The rest of the holdover candidates? They were hurt by the strength of the ballot -- and will probably have to wait until a weaker ballot in 2016 to make up serious ground.
• Goodbye to Jack Morris, who leaves the BBWAA portion of the Hall voting after his 15-year run expired. He likely passes to the Hall's 16-person Expansion Era Committee in December 2016. Morris (a high of 68% in 2013 but down to 61.5% this year) and Gil Hodges (63%) are the only players ever to get 50% of the vote in any one of 15 tries and still not be enshrined by the writers or a Hall of Fame committee.
• I understand Morris is a classic borderline candidate but I don't understand the revisionist vitriol against him. I'll say it again: Morris pitched eight or more innings more times than any AL pitcher in the history of the league with the DH, and he won more games in the AL's DH era than anybody except Roger Clemens and Mike Mussina. Over a 14-year period, when the manager gave him the ball Morris was more likely to pitch into the ninth inning (52%) than not (48%). Executives and former players and managers, who typically make up 12 of the 16 committee members, are likely to value Morris' durability as an ace more than the writers.
• Lee Smith looks like he will be joining Morris and Hodges. Smith, who gained 51% of the vote in 2012, plunged to 29.9% this year. He has only three years remaining on the ballot. Smith made a strong debut in 2003 with 42.3%, which puts him in line for a dubious honor of his own: He would replace Steve Garvey (41.6%) as the player with the best first-year percentage without ever getting elected.
• I've written in great detail about why I will not vote for players who used PEDs, and the majority of writers agree. Mark McGwire, Sammy Sosa, Roger Clemens, Rafael Palmeiro and Barry Bonds have been on the ballot a combined 18 times without any one of them ever getting 40 percent of the vote. Palmeiro will now fall off the ballot after failing to obtain to minimum 5% this year.

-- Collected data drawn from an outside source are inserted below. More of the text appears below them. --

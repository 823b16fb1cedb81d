//! Builders for in-memory `.docx` packages.

#![allow(dead_code)]

use std::io::{Cursor, Write};

use zip::write::SimpleFileOptions;
use zip::{CompressionMethod, ZipWriter};

pub const W_NS: &str = "http://schemas.openxmlformats.org/wordprocessingml/2006/main";

pub const STYLES: &str = r#"<?xml version="1.0" encoding="UTF-8" standalone="yes"?>
<w:styles xmlns:w="http://schemas.openxmlformats.org/wordprocessingml/2006/main">
<w:style w:type="paragraph" w:default="1" w:styleId="Normal"><w:name w:val="Normal"/><w:qFormat/></w:style>
<w:style w:type="paragraph" w:styleId="Heading1"><w:name w:val="heading 1"/><w:basedOn w:val="Normal"/><w:rPr><w:b/><w:sz w:val="32"/></w:rPr></w:style>
<w:style w:type="paragraph" w:styleId="BodyText"><w:name w:val="Body Text"/><w:basedOn w:val="Normal"/></w:style>
<w:style w:type="paragraph" w:styleId="Quote"><w:name w:val="Quote"/><w:basedOn w:val="Normal"/></w:style>
<w:style w:type="character" w:styleId="Strong"><w:name w:val="Strong"/><w:rPr><w:b/></w:rPr></w:style>
<w:style w:type="character" w:styleId="BodyTextChar"><w:name w:val="Body Text Char"/><w:rPr><w:rFonts w:ascii="Arial"/></w:rPr></w:style>
</w:styles>"#;

pub const CORE: &str = r#"<?xml version="1.0" encoding="UTF-8" standalone="yes"?>
<cp:coreProperties xmlns:cp="http://schemas.openxmlformats.org/package/2006/metadata/core-properties" xmlns:dc="http://purl.org/dc/elements/1.1/" xmlns:dcterms="http://purl.org/dc/terms/" xmlns:xsi="http://www.w3.org/2001/XMLSchema-instance"><dc:title>Quarterly Draft</dc:title><dc:creator>Jane Roe</dc:creator><cp:keywords>internal</cp:keywords><dc:description>see notes</dc:description><cp:lastModifiedBy>Sam Poe</cp:lastModifiedBy><dcterms:created xsi:type="dcterms:W3CDTF">2024-03-01T10:00:00Z</dcterms:created></cp:coreProperties>"#;

const CONTENT_TYPES: &str = r#"<?xml version="1.0" encoding="UTF-8" standalone="yes"?>
<Types xmlns="http://schemas.openxmlformats.org/package/2006/content-types"><Default Extension="rels" ContentType="application/vnd.openxmlformats-package.relationships+xml"/><Default Extension="xml" ContentType="application/xml"/><Default Extension="png" ContentType="image/png"/><Override PartName="/word/document.xml" ContentType="application/vnd.openxmlformats-officedocument.wordprocessingml.document.main+xml"/><Override PartName="/word/styles.xml" ContentType="application/vnd.openxmlformats-officedocument.wordprocessingml.styles+xml"/><Override PartName="/docProps/core.xml" ContentType="application/vnd.openxmlformats-package.core-properties+xml"/></Types>"#;

const PACKAGE_RELS: &str = r#"<?xml version="1.0" encoding="UTF-8" standalone="yes"?>
<Relationships xmlns="http://schemas.openxmlformats.org/package/2006/relationships"><Relationship Id="rId1" Type="http://schemas.openxmlformats.org/officeDocument/2006/relationships/officeDocument" Target="word/document.xml"/><Relationship Id="rId2" Type="http://schemas.openxmlformats.org/package/2006/relationships/metadata/core-properties" Target="docProps/core.xml"/></Relationships>"#;

const DOCUMENT_RELS: &str = r#"<?xml version="1.0" encoding="UTF-8" standalone="yes"?>
<Relationships xmlns="http://schemas.openxmlformats.org/package/2006/relationships"><Relationship Id="rId1" Type="http://schemas.openxmlformats.org/officeDocument/2006/relationships/styles" Target="styles.xml"/><Relationship Id="rId2" Type="http://schemas.openxmlformats.org/officeDocument/2006/relationships/hyperlink" Target="https://example.com" TargetMode="External"/></Relationships>"#;

/// Wrap body XML in a main document part.
pub fn document_xml(body: &str) -> String {
    format!(
        r#"<?xml version="1.0" encoding="UTF-8" standalone="yes"?>
<w:document xmlns:w="{}" xmlns:r="http://schemas.openxmlformats.org/officeDocument/2006/relationships"><w:body>{}<w:sectPr><w:pgSz w:w="12240" w:h="15840"/></w:sectPr></w:body></w:document>"#,
        W_NS, body
    )
}

/// Build a complete package around `body`.
pub fn build_docx(body: &str) -> Vec<u8> {
    let document = document_xml(body);
    build_package(&[
        ("[Content_Types].xml", CONTENT_TYPES, CompressionMethod::Deflated),
        ("_rels/.rels", PACKAGE_RELS, CompressionMethod::Deflated),
        ("word/document.xml", &document, CompressionMethod::Deflated),
        ("word/_rels/document.xml.rels", DOCUMENT_RELS, CompressionMethod::Deflated),
        ("word/styles.xml", STYLES, CompressionMethod::Deflated),
        ("docProps/core.xml", CORE, CompressionMethod::Deflated),
        ("word/media/image1.png", "\u{89}PNG fake image", CompressionMethod::Stored),
    ])
}

/// Build a zip from `(name, content, compression)` entries.
pub fn build_package(entries: &[(&str, &str, CompressionMethod)]) -> Vec<u8> {
    let mut zip = ZipWriter::new(Cursor::new(Vec::new()));
    for (name, content, compression) in entries {
        let options = SimpleFileOptions::default().compression_method(*compression);
        zip.start_file(*name, options).unwrap();
        zip.write_all(content.as_bytes()).unwrap();
    }
    zip.finish().unwrap().into_inner()
}

/// Read one part of a package as text.
pub fn read_part(data: &[u8], name: &str) -> String {
    use std::io::Read;
    let mut archive = zip::ZipArchive::new(Cursor::new(data)).unwrap();
    let mut file = archive.by_name(name).unwrap();
    let mut text = String::new();
    file.read_to_string(&mut text).unwrap();
    text
}

/// Names and compression of every part, in archive order.
pub fn part_listing(data: &[u8]) -> Vec<(String, CompressionMethod)> {
    let mut archive = zip::ZipArchive::new(Cursor::new(data)).unwrap();
    (0..archive.len())
        .map(|i| {
            let file = archive.by_index(i).unwrap();
            (file.name().to_string(), file.compression())
        })
        .collect()
}

/// A run with optional properties.
pub fn run(props: &str, text: &str) -> String {
    let rpr = if props.is_empty() {
        String::new()
    } else {
        format!("<w:rPr>{}</w:rPr>", props)
    };
    format!(r#"<w:r>{}<w:t xml:space="preserve">{}</w:t></w:r>"#, rpr, text)
}

/// A paragraph with an optional style id and extra pPr content.
pub fn paragraph(style: Option<&str>, ppr: &str, runs: &[String]) -> String {
    let style = style
        .map(|s| format!(r#"<w:pStyle w:val="{}"/>"#, s))
        .unwrap_or_default();
    let props = format!("{}{}", style, ppr);
    let props = if props.is_empty() {
        String::new()
    } else {
        format!("<w:pPr>{}</w:pPr>", props)
    };
    format!("<w:p>{}{}</w:p>", props, runs.concat())
}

• We have pulled out of a long trough in which writers were more frugal with their votes than ever before under current voting rules. The average votes per ballot sunk below 7.00 in 1987 and stayed below that mark for 27 straight years, falling to a record low of 5.10 in 2012.
It climbed to 6.6 last year and to 8.4 this year. Is that unusual? What we're seeing is a return to voting patterns from the 1970s and 1980s, when the average from 1972-83 ranged from 7.57 to 8.36. Keep this in mind, though: the outcome doesn't change much. The number of players elected by the writers has remained very consistent:
If anything, despite the "sky-is-falling" overreaction after the 2013 shutout, writers may be starting an unprecedented era of liberal voting. A prediction for 2015: first-ballot candidates Randy Johnson, Pedro Martinez and John Smoltz will be elected, as should Biggio. That would mark the first time ever under current voting rules that the writers have elected three or more players in back-to-back years.